Capacity factor: Bigger is better?

Every now and then the nuclear lobby makes a post that 'nuclear has the best capacity factor of all'.

Well this isn't really something to brag about.

Don't be fooled with capacity factors

Capacity factor is 'average power generated' divided by 'power printed on the name plate'. This is an accountancy number. If you operate a plant, you can check its financial performance.

You can't use it to compare technologies and power plants that are operated in a different way.

It has absolutely nothing to do with 'how good' something is. In this regard it is just as usefull as comparing bank account numbers. A higher account number doesn't mean it holds more money.

Because of characteristics of nuclear power plants, they have a high capacity number. But that's more an indication of their limitations than benefits.

Why is the high capacity factor for nuclear bad?

The cost for building, operating and decommissioning a nuclear plant have almost no relation with the amount of energy it produces. See the end of this article for a more in depth discussion on this.

Having a high capacity factor means that it is running at full power for most of its lifetime. Electricity demand changes over a day, weekdays and seasons. Electricity demand is much lower on a sunny summer sunday afternoon then it is on a cold and dark monday morning.

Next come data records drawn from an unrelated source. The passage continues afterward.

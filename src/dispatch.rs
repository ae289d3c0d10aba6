//! Command execution and response rendering.
//!
//! The dispatcher is the only path from a connection to the store. It owns
//! the shared handle and decides which lock each command takes:
//!
//! - **Reads** (`get`, `knn`, arithmetic, `count`, `dump`): read lock, so
//!   any number of them run at once.
//! - **Writes** (`insert`, `named_insert`, `remove`): write lock. The store
//!   updates its map and its index inside that one critical section.
//!
//! Guards are dropped before a response is rendered or written, and dumps
//! copy the entries out before touching the filesystem.

use crate::arith;
use crate::command::{parse_command, Command};
use crate::db::{Upsert, Vemcache};
use crate::error::{Result, VemcacheError};
use crate::vector::Vector;
use parking_lot::RwLock;
use std::fmt;
use std::path::{Path, PathBuf};
use std::sync::Arc;

/// Thread-safe store handle shared by every connection.
pub type SharedStore = Arc<RwLock<Vemcache>>;

/// Successful outcome of one command, rendered as one response line.
#[derive(Debug, Clone, PartialEq)]
pub enum Response {
    Ok,
    Pong,
    Key(String),
    Vector(Vector),
    Neighbors(Vec<(String, f64)>),
    Scalar(f64),
    Count(usize),
    Dumped(PathBuf),
}

impl fmt::Display for Response {
    fn fmt(&self, f: &mut fmt::Formatter<'_>) -> fmt::Result {
        match self {
            Response::Ok => f.write_str("OK"),
            Response::Pong => f.write_str("PONG"),
            Response::Key(key) => f.write_str(key),
            Response::Vector(v) => write!(f, "{}", v),
            Response::Neighbors(hits) => {
                for (i, (key, score)) in hits.iter().enumerate() {
                    if i > 0 {
                        f.write_str(" ")?;
                    }
                    write!(f, "{}:{:?}", key, score)?;
                }
                Ok(())
            }
            Response::Scalar(x) => write!(f, "{:?}", x),
            Response::Count(n) => write!(f, "{}", n),
            Response::Dumped(path) => write!(f, "OK {}", path.display()),
        }
    }
}

/// Renders a failure as `ERR <kind>: <detail>`.
pub fn render_error(err: &VemcacheError) -> String {
    format!("ERR {}: {}", err.kind(), err)
}

#[derive(Clone)]
pub struct Dispatcher {
    store: SharedStore,
    dump_dir: Option<PathBuf>,
}

impl Dispatcher {
    pub fn new(store: SharedStore) -> Self {
        Dispatcher { store, dump_dir: None }
    }

    /// Enables `dump`, writing snapshots below `dir`.
    pub fn with_dump_dir(mut self, dir: impl Into<PathBuf>) -> Self {
        self.dump_dir = Some(dir.into());
        self
    }

    pub fn store(&self) -> &SharedStore {
        &self.store
    }

    /// Parses, executes and renders one request line (without the newline).
    pub fn handle_line(&self, line: &str) -> String {
        match parse_command(line).and_then(|cmd| self.execute(cmd)) {
            Ok(response) => response.to_string(),
            Err(err) => {
                if err.is_client_error() {
                    tracing::debug!(kind = err.kind(), "request failed: {}", err);
                } else {
                    tracing::error!(kind = err.kind(), "internal failure: {}", err);
                }
                render_error(&err)
            }
        }
    }

    pub fn execute(&self, command: Command) -> Result<Response> {
        match command {
            Command::Ping => Ok(Response::Pong),

            Command::Insert { vector } => {
                let key = self.store.write().insert_with_uuid(vector)?;
                Ok(Response::Key(key))
            }

            Command::NamedInsert { key, vector } => {
                let outcome: Upsert = self.store.write().insert(key, vector)?;
                tracing::trace!(?outcome, "named_insert applied");
                Ok(Response::Ok)
            }

            Command::Get { key } => {
                let vector = self.store.read().get(&key)?.clone();
                Ok(Response::Vector(vector))
            }

            Command::Remove { key } => {
                self.store.write().remove(&key)?;
                Ok(Response::Ok)
            }

            Command::Knn { key, k } => {
                let hits = self.store.read().knn(&key, k)?;
                Ok(Response::Neighbors(hits))
            }

            Command::Add { left, right } => self.binary(&left, &right, arith::add).map(Response::Vector),
            Command::Sub { left, right } => self.binary(&left, &right, arith::sub).map(Response::Vector),
            Command::Cosine { left, right } => {
                self.binary(&left, &right, arith::cosine).map(Response::Scalar)
            }

            Command::Scale { key, scalar } => {
                let db = self.store.read();
                let scaled = arith::scale(db.get(&key)?, scalar)?;
                Ok(Response::Vector(scaled))
            }

            Command::Count => Ok(Response::Count(self.store.read().len())),

            Command::Dump { name } => self.dump(&name),
        }
    }

    /// Fetches both operands under one read lock and applies `op`.
    /// A missing left key is reported before a missing right key.
    fn binary<T>(
        &self,
        left: &str,
        right: &str,
        op: impl FnOnce(&Vector, &Vector) -> Result<T>,
    ) -> Result<T> {
        let db = self.store.read();
        let a = db.get(left)?;
        let b = db.get(right)?;
        op(a, b)
    }

    fn dump(&self, name: &str) -> Result<Response> {
        let dir = self
            .dump_dir
            .as_deref()
            .ok_or_else(|| VemcacheError::invalid("dump is disabled on this server"))?;
        let path = dump_path(dir, name)?;

        let snapshot = self.store.read().snapshot();
        snapshot.save(&path)?;
        tracing::info!(path = %path.display(), entries = snapshot.len(), "dumped store");

        Ok(Response::Dumped(path))
    }
}

/// Resolves a client-supplied dump name to a file directly inside `dir`.
fn dump_path(dir: &Path, name: &str) -> Result<PathBuf> {
    let plain = !name.is_empty()
        && !name.starts_with('.')
        && !name.contains(['/', '\\'])
        && Path::new(name).file_name().is_some_and(|f| f == name);
    if !plain {
        return Err(VemcacheError::invalid(format!("invalid dump name '{}'", name)));
    }
    Ok(dir.join(name))
}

So the high capacity factor means that the power plant is running full-out most of the time and isn't adapting to demand. This means something else is making up the difference between the nuclear generated power and demand.

This used to be fossils. Where nuclear cost are fixed for lifetime, fossil cost are mostly related to burned fuel. In this case you can have a 'base-load' made by a nuclear plant that is running flat-out and fossil plants that you turn up and down by demand. Operating nuclear & fossils this way results in lower cost and CO2 emissions for (nuclear) baseload and higher cost and CO2 for flexible demand.

So what a high capacity factor actually says is that nuclear is very inflexible and needs fossils to compensate for this.

But nuclear can do load following as well...

Again this is another argument made by the nuclear lobby. And is is partly true. It can technically do a poor job on this (5). But worse.. if you turn down the power, you turn down the capacity factor. And then accountancy comes in...

Nuclear energy has a median cost of 69 USD/MWh (1).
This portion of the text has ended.